Mark Burgess jokes that areas of Alaska lacking financial service providers aren’t banking deserts; they’re “banking tundras.”
Burgess, the CEO of Credit Union 1, said the Anchorage-based credit union has taken a sharper focus on the issue in the last few years, evaluating how it can serve more of the state’s residents.
Alaska has 39 banking deserts and 20 potential deserts, and 25% of the state’s population lives in one of these areas, according to Federal Reserve data from 2024. About 65% of majority American Indian or Alaska Native communities are located in banking deserts or potential deserts – roughly nine times higher than the national average, the Fed has said.
Credit Union 1, which counts about $1.5 billion in assets, has 15 branches but covers the entire state. The lender is opening a branch in Homer, in the southern part of the state, this summer.
He declined to specify a target number of future branches, but said about 16 Alaska communities are on the credit union’s “watchlist, where we’re actively paying attention to long-term opportunities and community needs.”
Some communities on the list have fewer than 1,000 people and might be accessible only by plane or boat. The credit union is assessing to what extent it can tap technology – through interactive teller machines, for example – to equip branches in those towns, and whether that would serve the community to a greater degree than it’s being served now.

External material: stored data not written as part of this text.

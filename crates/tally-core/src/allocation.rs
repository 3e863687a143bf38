//! # Payment Allocation Engine
//!
//! Applies a payment amount across an employee's pending entries, oldest
//! first, splitting the last entry when the amount runs out partway.
//!
//! ## Algorithm
//! ```text
//! ┌─────────────────────────────────────────────────────────────────────────┐
//! │  pending entries of employee, sorted by (date, id) ascending            │
//! │                                                                         │
//! │  remaining = amount                                                     │
//! │  for entry in pending:                                                  │
//! │      if remaining == 0            → stop                                │
//! │      if total(entry) <= 0         → skip                                │
//! │      if remaining >= total(entry) → settle entry, remaining -= total    │
//! │      else                         → split:                              │
//! │            carve-out  (settled, PartialPayment = remaining)             │
//! │            original   (pending, + Adjustment = remaining)               │
//! │            remaining = 0                                                │
//! │                                                                         │
//! │  leftover remaining → Allocation::unallocated                           │
//! └─────────────────────────────────────────────────────────────────────────┘
//! ```
//!
//! Amounts are integer cents, so comparisons that would need a tolerance on
//! floating point values are exact here. The tolerance is applied once, when
//! decimal input is converted with [`Money::from_decimal`].

use chrono::{DateTime, Utc};
use serde::{Deserialize, Serialize};

use crate::ledger::settle;
use crate::money::Money;
use crate::types::{Consumption, ConsumptionLine, Payment, PaymentMethod};

/// Result of allocating one payment.
#[derive(Debug, Clone, PartialEq, Eq, Serialize, Deserialize)]
pub struct Allocation {
    /// Entries settled in full, in settlement order.
    pub fully_settled: Vec<Consumption>,
    /// The entry that was split, with its new adjustment line. Stays pending.
    pub adjusted_source: Option<Consumption>,
    /// The settled carve-out created by the split.
    pub carve_out: Option<Consumption>,
    /// Part of the amount that matched no pending balance.
    pub unallocated: Money,
}

impl Allocation {
    /// Entries that became settled: full settlements followed by the carve-out.
    pub fn newly_settled(&self) -> Vec<Consumption> {
        self.fully_settled
            .iter()
            .chain(self.carve_out.iter())
            .cloned()
            .collect()
    }

    /// Nothing to write.
    pub fn is_empty(&self) -> bool {
        self.fully_settled.is_empty() && self.carve_out.is_none()
    }

    pub fn allocated(&self) -> Money {
        self.newly_settled().iter().map(Consumption::total).sum()
    }
}

/// Allocates `amount` across the pending entries of `employee_id` found in
/// `entries`.
///
/// `carve_out_id` is used only if a split happens. Callers validate that
/// `amount` is positive.
pub fn allocate(
    entries: &[Consumption],
    employee_id: &str,
    amount: Money,
    method: PaymentMethod,
    now: DateTime<Utc>,
    carve_out_id: impl Into<String>,
) -> Allocation {
    let mut pending: Vec<&Consumption> = entries
        .iter()
        .filter(|c| c.employee_id == employee_id && c.is_pending())
        .collect();
    pending.sort_by(|a, b| a.date.cmp(&b.date).then_with(|| a.id.cmp(&b.id)));

    let payment = Payment { date: now, method };
    let mut remaining = amount;
    let mut allocation = Allocation {
        fully_settled: Vec::new(),
        adjusted_source: None,
        carve_out: None,
        unallocated: Money::zero(),
    };

    for entry in pending {
        if !remaining.is_positive() {
            break;
        }

        let total = entry.total();
        if !total.is_positive() {
            continue;
        }

        if remaining >= total {
            allocation.fully_settled.push(settle(entry, payment));
            remaining -= total;
        } else {
            let carve_out_id = carve_out_id.into();

            let mut adjusted = entry.clone();
            adjusted.items.push(ConsumptionLine::Adjustment {
                amount: remaining,
                carve_out_id: carve_out_id.clone(),
            });

            allocation.carve_out = Some(Consumption {
                id: carve_out_id,
                employee_id: employee_id.to_string(),
                date: now,
                items: vec![ConsumptionLine::PartialPayment {
                    amount: remaining,
                    source_entry_id: entry.id.clone(),
                }],
                payment: Some(payment),
            });
            allocation.adjusted_source = Some(adjusted);
            remaining = Money::zero();
            break;
        }
    }

    allocation.unallocated = remaining.max(Money::zero());
    allocation
}

// =============================================================================
// Unit Tests
// =============================================================================

#[cfg(test)]
mod tests {
    use super::*;
    use chrono::{Duration, TimeZone};

    fn at(day: u32) -> DateTime<Utc> {
        Utc.with_ymd_and_hms(2026, 10, day, 9, 0, 0).unwrap()
    }

    fn pending(id: &str, employee: &str, day: u32, cents: i64) -> Consumption {
        Consumption {
            id: id.to_string(),
            employee_id: employee.to_string(),
            date: at(day),
            items: vec![ConsumptionLine::product("p", 1, Money::from_cents(cents))],
            payment: None,
        }
    }

    #[test]
    fn test_split_scenario() {
        let entries = vec![pending("b", "e1", 2, 1500), pending("a", "e1", 1, 1000)];
        let now = at(10);

        let alloc = allocate(
            &entries,
            "e1",
            Money::from_cents(1200),
            PaymentMethod::Pix,
            now,
            "carve",
        );

        assert_eq!(alloc.fully_settled.len(), 1);
        assert_eq!(alloc.fully_settled[0].id, "a");
        assert_eq!(alloc.fully_settled[0].payment.unwrap().method, PaymentMethod::Pix);

        let carve = alloc.carve_out.as_ref().unwrap();
        assert_eq!(carve.total().cents(), 200);
        assert_eq!(carve.carve_out_source(), Some("b"));
        assert_eq!(carve.date, now);
        assert!(carve.is_settled());

        let source = alloc.adjusted_source.as_ref().unwrap();
        assert!(source.is_pending());
        assert_eq!(source.total().cents(), 1300);
        assert_eq!(carve.total() + source.total(), Money::from_cents(1500));
        assert!(alloc.unallocated.is_zero());
    }

    #[test]
    fn test_exact_amount_settles_without_carve_out() {
        let entries = vec![
            pending("a", "e1", 1, 1000),
            pending("b", "e1", 2, 1500),
            pending("c", "e1", 3, 700),
        ];
        let alloc = allocate(
            &entries,
            "e1",
            Money::from_cents(2500),
            PaymentMethod::Cash,
            at(10),
            "carve",
        );

        let ids: Vec<&str> = alloc.fully_settled.iter().map(|c| c.id.as_str()).collect();
        assert_eq!(ids, vec!["a", "b"]);
        assert!(alloc.carve_out.is_none());
        assert!(alloc.adjusted_source.is_none());

        let expected = settle(
            &entries[0],
            Payment {
                date: at(10),
                method: PaymentMethod::Cash,
            },
        );
        assert_eq!(alloc.fully_settled[0], expected);
        assert_eq!(alloc.fully_settled[0].items, entries[0].items);
    }

    #[test]
    fn test_money_is_conserved() {
        let entries = vec![
            pending("a", "e1", 1, 333),
            pending("b", "e1", 2, 1001),
            pending("c", "e1", 3, 250),
        ];
        let before: Money = entries.iter().map(Consumption::total).sum();

        for paid in [1, 333, 334, 1000, 1584] {
            let alloc = allocate(
                &entries,
                "e1",
                Money::from_cents(paid),
                PaymentMethod::Card,
                at(10),
                "carve",
            );
            assert_eq!(alloc.allocated().cents(), paid);

            let still_pending: Money = entries
                .iter()
                .filter(|c| !alloc.fully_settled.iter().any(|s| s.id == c.id))
                .map(|c| match &alloc.adjusted_source {
                    Some(adj) if adj.id == c.id => adj.total(),
                    _ => c.total(),
                })
                .sum();
            assert_eq!(before - Money::from_cents(paid), still_pending);
        }
    }

    #[test]
    fn test_overpayment_is_unallocated() {
        let entries = vec![pending("a", "e1", 1, 1000)];
        let alloc = allocate(
            &entries,
            "e1",
            Money::from_cents(1500),
            PaymentMethod::Pix,
            at(10),
            "carve",
        );
        assert_eq!(alloc.fully_settled.len(), 1);
        assert_eq!(alloc.unallocated.cents(), 500);
    }

    #[test]
    fn test_skips_other_employees_settled_and_non_positive_entries() {
        let mut settled = pending("s", "e1", 1, 400);
        settled.payment = Some(Payment {
            date: at(2),
            method: PaymentMethod::Cash,
        });
        let mut zeroed = pending("z", "e1", 2, 400);
        zeroed.items.push(ConsumptionLine::Adjustment {
            amount: Money::from_cents(400),
            carve_out_id: "old".to_string(),
        });
        let entries = vec![settled, zeroed, pending("o", "e2", 1, 100), pending("a", "e1", 3, 900)];

        let alloc = allocate(
            &entries,
            "e1",
            Money::from_cents(900),
            PaymentMethod::Pix,
            at(10),
            "carve",
        );
        assert_eq!(alloc.fully_settled.len(), 1);
        assert_eq!(alloc.fully_settled[0].id, "a");
    }

    #[test]
    fn test_ties_break_by_id() {
        let entries = vec![pending("b", "e1", 1, 500), pending("a", "e1", 1, 500)];
        let alloc = allocate(
            &entries,
            "e1",
            Money::from_cents(500),
            PaymentMethod::Pix,
            at(1) + Duration::hours(1),
            "carve",
        );
        assert_eq!(alloc.fully_settled[0].id, "a");
    }
}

“Because Alaska is so huge, and because these communities are tough to get to, it’s not like I can just drive a truck over and drop the ITM and be like, ‘here we go, we’re good to go,’” he said in a recent interview. “We have to find a spot, we have to get [an ITM] out there on a plane, we have to get communication lines there.”
Communication infrastructure is one of the more challenging elements to secure, because it tends to be costly, he said. One local provider quoted Burgess $16,000 a month for internet service.
Still, setting up shop in more Alaska communities is on Burgess’ mind. In towns with only one bank branch, “oftentimes, the products and services that the banks offer are not exactly the products and services that the community that they’re in needs,” Burgess said.
He pointed to auto loans. Burgess noted that a national bank serving Alaska only offers auto loans at car dealerships, which can’t be found in rural Alaska. So when residents need to finance a vehicle, they turn to personal loans, which tend to carry a much higher interest rate.
Big-bank products tend to be “one-size-fits-all for the whole nation, and Alaska just isn’t that,” Burgess said.
Last year, Credit Union 1 opened three new branches, in Kotzebue, Skagway and Wasilla – communities that have fewer than 20,000 people combined, yet are separated by hundreds of miles.
“There’s a lot of ground to cover, and not always a lot of people,” Burgess said.
That’s led the credit union to get creative with its use of technology.
In smaller populations with fewer available workers, “what’s been really tough in those communities is hiring loan officers,” he said, since it’s a role associated with more training and regulatory requirements.
In light of that, Credit Union 1 has loan officers in Anchorage, Kodiak and Ketchikan that can video-conference into branches elsewhere, where electronic signature pads and scanners are used to capture what’s needed from the member in person. That remote capability allows the credit union to serve more of the state, he said.
Burgess said it’s been important to find ways “to augment the relationship with technology, not completely change it so it’s only technology-based.”
“What I’ve found in Alaska, more than some other places, is that local presence really makes a difference,” he said.
The credit union also uses interactive teller machines that are similar to ATMs but have a video component.
In parts of Alaska, “you can't just drive to another community” for banking services, Burgess said.
Banking options “are really only what is in that community. You're not going anyplace else, and people aren't hopping on a plane to go and deposit a check,” he said.
The more remote nature of some locations also means internet service can be strained, which can require workarounds.
After Credit Union 1’s mobile banking provider rolled out a “really pretty” new way for clients to transfer money a couple of years ago, the credit union’s members quickly informed the lender the digital capability wasn’t loading for them, because it used so much data to change screens, Burgess said. The mobile banking provider worked with the credit union to pull back some of the visual elements and make it more functional for lower internet speeds.
To address banking deserts, Burgess said there is a “laundry list” of information needed for the state-chartered credit union to establish a new location.
It can be helpful if branch space is provided inexpensively or at no cost, Burgess said, pointing to Tongass Federal Credit Union’s microsites, which serve remote areas of the state.
“Aside from people, that's the biggest expense to get there – the cost of the lease, the cost of the renovations, and then the cost of the communications and utilities,” he said.